广义上,纹理可分为两类,即触觉纹理和视觉纹理。
触觉是指表面的直接有形感觉,即触觉纹理就像真实物体。当触摸或触摸物体时,我们可以感受到物体的纹理。触感可以是光滑、柔软、坚硬、黏糊、粗糙、粘稠、丝滑等。自然纹理的例子包括木材、岩石、玻璃、金属、树叶等,如图2所示。
图 2. 自然纹理示例 [1]
视觉纹理被定义为纹理给人类观察者产生的视觉印象,即它不是真实的纹理,而是人从图像中检查纹理的方式。照片中的物体可能看起来很粗糙,然而,照片的感觉总是平坦而光滑的。
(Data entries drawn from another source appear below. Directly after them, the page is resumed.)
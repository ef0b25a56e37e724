//! Service Layer
//!
//! Operations composing store calls: user-profile sync, project
//! creation/listing, and project membership.

mod membership;
mod projects;
mod users;


pub use membership::{AddMemberOutcome, MembershipService};
pub use projects::ProjectService;
pub use users::UserService;
//! Retroboard Core
//!
//! Team-collaboration core: users join projects and collaborate on
//! retrospective boards with draggable sticky notes.
//!
//! Layered architecture:
//! - domain: Entities and the pure state containers
//! - store: Data access abstractions and implementations
//! - service: Operations composing store calls
//! - presence: Live cursor sharing
//! - routes: Path parsing and the auth guard

pub mod config;
pub mod domain;
pub mod identity;
pub mod ids;
pub mod presence;
pub mod routes;
pub mod service;
pub mod store;

use std::sync::Arc;

use config::AppConfig;
use domain::{Board, BoardDirectory};
use ids::IdAllocator;
use presence::{room_for_project, PresenceHub, RoomConnection};
use service::{MembershipService, ProjectService, UserService};
use store::{DataStore, RestDataStore};

/// Application state shared across handlers.
///
/// The data store and presence hub are created once and injected
/// everywhere; swapping the store for the in-memory one turns the whole
/// app into a self-contained test subject.
pub struct App {
    pub store: Arc<dyn DataStore>,
    pub presence: PresenceHub,
    pub ids: Arc<IdAllocator>,
    pub users: UserService,
    pub projects: ProjectService,
    pub membership: MembershipService,
}

impl App {
    /// Wire the app against the hosted data service
    pub fn new(config: &AppConfig) -> Self {
        Self::with_store(Arc::new(RestDataStore::new(config)))
    }

    /// Wire the app against any data store implementation
    pub fn with_store(store: Arc<dyn DataStore>) -> Self {
        Self {
            users: UserService::new(store.clone()),
            projects: ProjectService::new(store.clone()),
            membership: MembershipService::new(store.clone()),
            presence: PresenceHub::new(),
            ids: Arc::new(IdAllocator::new()),
            store,
        }
    }

    /// A fresh retro board with the three standard columns
    pub fn new_board(&self) -> Board {
        Board::with_default_columns(self.ids.clone())
    }

    /// An empty dashboard board list
    pub fn new_board_directory(&self) -> BoardDirectory {
        BoardDirectory::new(self.ids.clone())
    }

    /// Join the presence room backing a project's retro board
    pub fn join_board_room(&self, project_id: &str) -> RoomConnection {
        self.presence.join(&room_for_project(project_id))
    }
}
根据随机程度,视觉纹理可以进一步分为规则纹理和随机纹理。
将简单可识别的小尺寸组分以正常方式平铺成立体周期性图案,形成“规则纹理”(图 3),而将随机图案中较难识别的组分平铺成“随机纹理”(图 4)。
图 3. 规则纹理示例 [1]
图 4. 随机纹理示例 [1]
那么,现在最大的问题是,纹理分析对于提高深度学习在计算机视觉任务中的有效性有什么意义。
三、纹理分析用在什么地方?
如今,纹理分析是许多任务的重要组成部分,从医学成像到遥感,并且还用于大型图像数据库中查询内容。
在工业检测中,纹理分析是一种强大的工具,但现有技术无法发挥作用。让我们以木材制造为例,在这种情况下,如果不使用纹理分析,很难检测到裂缝。
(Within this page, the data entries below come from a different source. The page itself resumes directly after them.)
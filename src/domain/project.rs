//! Project Entity

use chrono::{DateTime, Utc};
use serde::{Deserialize, Serialize};

use super::entity::Entity;

/// A project row in the hosted `projects` table
#[derive(Debug, Clone, PartialEq, Serialize, Deserialize)]
pub struct Project {
    pub id: String,
    pub name: String,
    #[serde(default)]
    pub description: Option<String>,
    pub owner_id: String,
    pub created_at: DateTime<Utc>,
}

impl Entity for Project {
    type Id = String;

    fn id(&self) -> Self::Id {
        self.id.clone()
    }
}

/// Input for creating a project. The id is normally left to the data
/// service to assign.
#[derive(Debug, Clone, Serialize, Deserialize)]
pub struct NewProject {
    #[serde(default, skip_serializing_if = "Option::is_none")]
    pub id: Option<String>,
    pub name: String,
    #[serde(default, skip_serializing_if = "Option::is_none")]
    pub description: Option<String>,
    pub owner_id: String,
    pub created_at: DateTime<Utc>,
}

impl NewProject {
    pub fn new(name: impl Into<String>, owner_id: impl Into<String>) -> Self {
        Self {
            id: None,
            name: name.into(),
            description: None,
            owner_id: owner_id.into(),
            created_at: Utc::now(),
        }
    }
}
纹理检测还用于根据因穿着而导致的外观变化对地毯进行分级。纹理分析用于皮革检查,通过评估颜色、厚度和灰度变化来完成。有缺陷的皮革通常在皮肤上有疤痕或褶皱。
纹理分析的应用范围从纹理分类(如遥感)(图 5)到纹理分割任务(如生物医学成像) (图 6)。它还用于图像合成和模式识别任务,例如从照片中识别绘画。
当图像中的对象根据其纹理属性而不是强度进行分类时,或者当阈值技术无法正确对其进行分类时,在这种情况下纹理分析起着重要作用。
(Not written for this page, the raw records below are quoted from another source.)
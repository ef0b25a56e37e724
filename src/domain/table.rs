//! Table Builder State
//!
//! User-defined tables on the project page: structural edits plus per-cell
//! content-type assignment via drag targets. Every row always has exactly
//! one cell per header.

use dragdrop_state::{DragSlot, DropHover};
use serde::{Deserialize, Serialize};

/// Content behavior assigned to a cell
#[derive(Debug, Clone, Copy, PartialEq, Eq, Default, Serialize, Deserialize)]
#[serde(rename_all = "lowercase")]
pub enum CellKind {
    /// No tool dropped yet
    #[default]
    Unset,
    /// Select control fed by a per-cell option list
    Dropdown,
    /// Free text input
    Text,
}

/// Per-cell assignment state
#[derive(Debug, Clone, Default, PartialEq, Serialize, Deserialize)]
pub struct CellState {
    pub kind: CellKind,
    /// Dropdown options, in insertion order
    pub options: Vec<String>,
    /// Selected (dropdown) or entered (text) value
    pub value: String,
}

impl CellState {
    pub fn is_unset(&self) -> bool {
        self.kind == CellKind::Unset
    }
}

/// A user-defined table: headers, row content, and cell assignments
#[derive(Debug, Clone, PartialEq, Serialize, Deserialize)]
pub struct Table {
    headers: Vec<String>,
    rows: Vec<Vec<String>>,
    cells: Vec<Vec<CellState>>,
}

impl Table {
    /// Build a table from an arbitrary initial shape. Rows are padded or
    /// truncated to the header count so the width invariant holds from the
    /// first observable state.
    pub fn new(headers: Vec<String>, mut rows: Vec<Vec<String>>) -> Self {
        let width = headers.len();
        for row in &mut rows {
            row.resize(width, String::new());
        }
        let cells = rows
            .iter()
            .map(|_| vec![CellState::default(); width])
            .collect();
        Self {
            headers,
            rows,
            cells,
        }
    }

    /// The fixed 3-header/1-row shape dropped from the table swatch
    pub fn skeleton() -> Self {
        Self::new(
            vec![
                "Header 1".to_string(),
                "Header 2".to_string(),
                "Header 3".to_string(),
            ],
            vec![vec![
                "Row 1 Col 1".to_string(),
                "Row 1 Col 2".to_string(),
                "Row 1 Col 3".to_string(),
            ]],
        )
    }

    pub fn headers(&self) -> &[String] {
        &self.headers
    }

    pub fn rows(&self) -> &[Vec<String>] {
        &self.rows
    }

    pub fn cell(&self, row: usize, col: usize) -> Option<&CellState> {
        self.cells.get(row).and_then(|r| r.get(col))
    }

    /// Append a header and one blank cell to every row, atomically
    pub fn add_column(&mut self) {
        self.headers.push(format!("Header {}", self.headers.len() + 1));
        for row in &mut self.rows {
            row.push(String::new());
        }
        for row in &mut self.cells {
            row.push(CellState::default());
        }
    }

    /// Append a blank row pre-sized to the current header count
    pub fn add_row(&mut self) {
        let width = self.headers.len();
        self.rows.push(vec![String::new(); width]);
        self.cells.push(vec![CellState::default(); width]);
    }

    /// Replace a header's text in place
    pub fn set_header(&mut self, index: usize, text: impl Into<String>) {
        if let Some(header) = self.headers.get_mut(index) {
            *header = text.into();
        }
    }

    /// Assign dropdown or text behavior to a previously unassigned cell.
    /// Assignment is one-way: already-assigned cells are left alone.
    /// Returns whether the assignment happened.
    pub fn set_cell_kind(&mut self, row: usize, col: usize, kind: CellKind) -> bool {
        if kind == CellKind::Unset {
            return false;
        }
        match self.cell_mut(row, col) {
            Some(cell) if cell.is_unset() => {
                cell.kind = kind;
                true
            }
            _ => false,
        }
    }

    /// Append a trimmed, non-empty, not-yet-present option to a dropdown
    /// cell. Blank or duplicate submissions are silently ignored.
    pub fn add_dropdown_option(&mut self, row: usize, col: usize, option: &str) {
        let option = option.trim();
        if option.is_empty() {
            return;
        }
        if let Some(cell) = self.cell_mut(row, col) {
            if cell.kind == CellKind::Dropdown && !cell.options.iter().any(|o| o == option) {
                cell.options.push(option.to_string());
            }
        }
    }

    /// Set a dropdown cell's selected value. The value is not checked
    /// against the option list; the underlying control owns that.
    pub fn set_dropdown_value(&mut self, row: usize, col: usize, value: impl Into<String>) {
        if let Some(cell) = self.cell_mut(row, col) {
            if cell.kind == CellKind::Dropdown {
                cell.value = value.into();
            }
        }
    }

    fn cell_mut(&mut self, row: usize, col: usize) -> Option<&mut CellState> {
        self.cells.get_mut(row).and_then(|r| r.get_mut(col))
    }
}

/// Tool swatches draggable from the project sidebar
#[derive(Debug, Clone, Copy, PartialEq, Eq, Serialize, Deserialize)]
#[serde(rename_all = "lowercase")]
pub enum TableTool {
    /// Creates a skeleton table when dropped on the zone
    Table,
    /// Assigns dropdown behavior when dropped on a cell
    Dropdown,
    /// Assigns free-text behavior when dropped on a cell
    TextField,
}

/// Address of a cell drop target
#[derive(Debug, Clone, Copy, PartialEq, Eq, Serialize, Deserialize)]
pub struct CellAddr {
    pub table: usize,
    pub row: usize,
    pub col: usize,
}

/// Where a tool drag is currently hovering
#[derive(Debug, Clone, Copy, PartialEq, Eq)]
pub enum ToolTarget {
    /// The table drop zone
    Zone,
    /// A single cell inside a table
    Cell(CellAddr),
}

/// The project page's table builder: the table list plus the active tool
/// drag. Tool drops resolve against the hovered target, mirroring how the
/// pointer actually lands.
#[derive(Debug, Default)]
pub struct TableBuilder {
    tables: Vec<Table>,
    tool_drag: DragSlot<TableTool>,
    hover: DropHover<ToolTarget>,
}

impl TableBuilder {
    pub fn new() -> Self {
        Self::default()
    }

    pub fn tables(&self) -> &[Table] {
        &self.tables
    }

    pub fn table_mut(&mut self, index: usize) -> Option<&mut Table> {
        self.tables.get_mut(index)
    }

    /// Append a fully-formed table
    pub fn add_table(&mut self, table: Table) {
        self.tables.push(table);
    }

    pub fn begin_tool_drag(&mut self, tool: TableTool) {
        self.tool_drag.begin(tool);
    }

    pub fn hover_enter(&mut self, target: ToolTarget) {
        self.hover.enter(target);
    }

    pub fn hover_leave(&mut self, target: ToolTarget) {
        self.hover.leave(&target);
    }

    pub fn is_over(&self, target: ToolTarget) -> bool {
        self.hover.is_over(&target)
    }

    /// Resolve the active tool drag against the hovered target. Targets
    /// only accept their matching tools (the zone takes tables, cells take
    /// dropdowns and text fields); anything else just clears the gesture.
    pub fn commit_tool_drop(&mut self) {
        let tool = self.tool_drag.take();
        let target = self.hover.current().copied();
        self.hover.clear();

        match (tool, target) {
            (Some(TableTool::Table), Some(ToolTarget::Zone)) => {
                self.add_table(Table::skeleton());
            }
            (Some(TableTool::Dropdown), Some(ToolTarget::Cell(addr))) => {
                if let Some(table) = self.tables.get_mut(addr.table) {
                    table.set_cell_kind(addr.row, addr.col, CellKind::Dropdown);
                }
            }
            (Some(TableTool::TextField), Some(ToolTarget::Cell(addr))) => {
                if let Some(table) = self.tables.get_mut(addr.table) {
                    table.set_cell_kind(addr.row, addr.col, CellKind::Text);
                }
            }
            _ => {}
        }
    }
}

#[cfg(test)]
mod tests {
    use super::*;

    fn assert_widths(table: &Table) {
        let width = table.headers().len();
        for row in table.rows() {
            assert_eq!(row.len(), width);
        }
        for row in 0..table.rows().len() {
            assert!(table.cell(row, width - 1).is_some());
            assert!(table.cell(row, width).is_none());
        }
    }

    #[test]
    fn test_skeleton_shape() {
        let table = Table::skeleton();
        assert_eq!(table.headers().len(), 3);
        assert_eq!(table.rows().len(), 1);
        assert_widths(&table);
    }

    #[test]
    fn test_ragged_rows_are_normalized() {
        let table = Table::new(
            vec!["A".into(), "B".into()],
            vec![vec!["only one".into()], vec!["x".into(), "y".into(), "extra".into()]],
        );
        assert_widths(&table);
        assert_eq!(table.rows()[0], vec!["only one".to_string(), String::new()]);
        assert_eq!(table.rows()[1], vec!["x".to_string(), "y".to_string()]);
    }

    #[test]
    fn test_structural_edits_keep_widths() {
        let mut table = Table::skeleton();
        table.add_row();
        table.add_column();
        table.add_row();
        table.add_column();
        assert_eq!(table.headers().len(), 5);
        assert_eq!(table.rows().len(), 3);
        assert_widths(&table);
    }

    #[test]
    fn test_added_header_is_numbered() {
        let mut table = Table::skeleton();
        table.add_column();
        assert_eq!(table.headers()[3], "Header 4");
    }

    #[test]
    fn test_cell_kind_is_one_way() {
        let mut table = Table::skeleton();
        assert!(table.set_cell_kind(0, 0, CellKind::Dropdown));
        assert!(!table.set_cell_kind(0, 0, CellKind::Text));
        assert_eq!(table.cell(0, 0).unwrap().kind, CellKind::Dropdown);
        assert!(!table.set_cell_kind(0, 1, CellKind::Unset));
    }

    #[test]
    fn test_dropdown_options_dedup_and_trim() {
        let mut table = Table::skeleton();
        table.set_cell_kind(0, 0, CellKind::Dropdown);
        table.add_dropdown_option(0, 0, "  Blocked ");
        table.add_dropdown_option(0, 0, "Blocked");
        table.add_dropdown_option(0, 0, "   ");
        table.add_dropdown_option(0, 0, "blocked");
        assert_eq!(
            table.cell(0, 0).unwrap().options,
            vec!["Blocked".to_string(), "blocked".to_string()]
        );
    }

    #[test]
    fn test_options_ignored_on_non_dropdown_cells() {
        let mut table = Table::skeleton();
        table.add_dropdown_option(0, 1, "nope");
        table.set_cell_kind(0, 2, CellKind::Text);
        table.add_dropdown_option(0, 2, "nope");
        assert!(table.cell(0, 1).unwrap().options.is_empty());
        assert!(table.cell(0, 2).unwrap().options.is_empty());
    }

    #[test]
    fn test_dropdown_value_unconstrained() {
        let mut table = Table::skeleton();
        table.set_cell_kind(0, 0, CellKind::Dropdown);
        table.set_dropdown_value(0, 0, "never added as an option");
        assert_eq!(table.cell(0, 0).unwrap().value, "never added as an option");
    }

    #[test]
    fn test_header_edit() {
        let mut table = Table::skeleton();
        table.set_header(1, "Owner");
        assert_eq!(table.headers()[1], "Owner");
        table.set_header(9, "out of range");
        assert_eq!(table.headers().len(), 3);
    }

    #[test]
    fn test_table_tool_drop_on_zone() {
        let mut builder = TableBuilder::new();
        builder.begin_tool_drag(TableTool::Table);
        builder.hover_enter(ToolTarget::Zone);
        builder.commit_tool_drop();
        assert_eq!(builder.tables().len(), 1);
        assert!(!builder.is_over(ToolTarget::Zone));
    }

    #[test]
    fn test_dropdown_tool_drop_on_cell() {
        let mut builder = TableBuilder::new();
        builder.add_table(Table::skeleton());
        let addr = CellAddr {
            table: 0,
            row: 0,
            col: 1,
        };
        builder.begin_tool_drag(TableTool::Dropdown);
        builder.hover_enter(ToolTarget::Cell(addr));
        builder.commit_tool_drop();
        assert_eq!(
            builder.tables()[0].cell(0, 1).unwrap().kind,
            CellKind::Dropdown
        );
    }

    #[test]
    fn test_mismatched_drop_clears_gesture() {
        let mut builder = TableBuilder::new();
        builder.add_table(Table::skeleton());
        builder.begin_tool_drag(TableTool::Table);
        builder.hover_enter(ToolTarget::Cell(CellAddr {
            table: 0,
            row: 0,
            col: 0,
        }));
        builder.commit_tool_drop();
        assert_eq!(builder.tables().len(), 1);
        assert!(builder.tables()[0].cell(0, 0).unwrap().is_unset());
    }
}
图 5. 使用纹理分析进行遥感。这些纹理模式通过聚类识别,并由遥感领域的专家进行标记
下图(图 6)显示了二级腔静脉(图片下三分之一处的暗区)的超声图像。肝脏的一部分被白色斑点包裹,以便于简单区分,显示出与周围组织相比独特的纹理。
图 6. 使用纹理分析的生物医学成像
如今,质地分析也被用于食品制造业,以了解食品的质量。食品中存在各种质地,例如硬糖、耐嚼的巧克力曲奇、酥脆的饼干、太妃糖、松脆的芹菜、嫩牛排等等。质地分析在这个领域得到了广泛的应用,例如,可以使用质地分析轻松测量食物的口感特性。
它还用于流变学的研究,这是一门研究物质变形和流动的科学,换句话说,研究物体受到力的作用时的反应。
除此之外,纹理分析还可用于测量/评估许多产品的质量,如粘合剂、药品、皮肤/头发护理产品、聚合物等。
到目前为止,我们已经了解了纹理分析的应用范围,下一节让我们看看如何根据纹理对图像进行分类。
四、纹理分析如何用于分类问题以及它为什么重要?
到目前为止,我们已经了解了各种类型的纹理,并看到了纹理分析有用的地方的实际例子。让我们了解如何在分类问题中使用纹理分析,分类器的主要目标是通过为每个图像提供描述符来对纹理图像进行分类。换句话说,
将未知样本分配给预定义的纹理类别称为纹理分类。
在进行纹理分类时,需要考虑图像的模式和纹理内容。基于纹理的分类是基于粗糙度、不规则性、均匀性、平滑度等文本特征进行的。任何图像数据集中的每个类都很可能具有不同的纹理,这使其成为一种独特的属性,可帮助模型更准确地对图像进行分类。
五、提取纹理的不同技术和方法
有多种方法可用于从图像中提取纹理。在本博客中,我们将讨论最常用和最重要的纹理提取方法。
灰度共生矩阵(GLCM) 是纹理分析中常用的基本统计方法。GLCM特征基于二阶统计量,用于从均匀性、同质性等角度洞察像素之间的平均相关程度。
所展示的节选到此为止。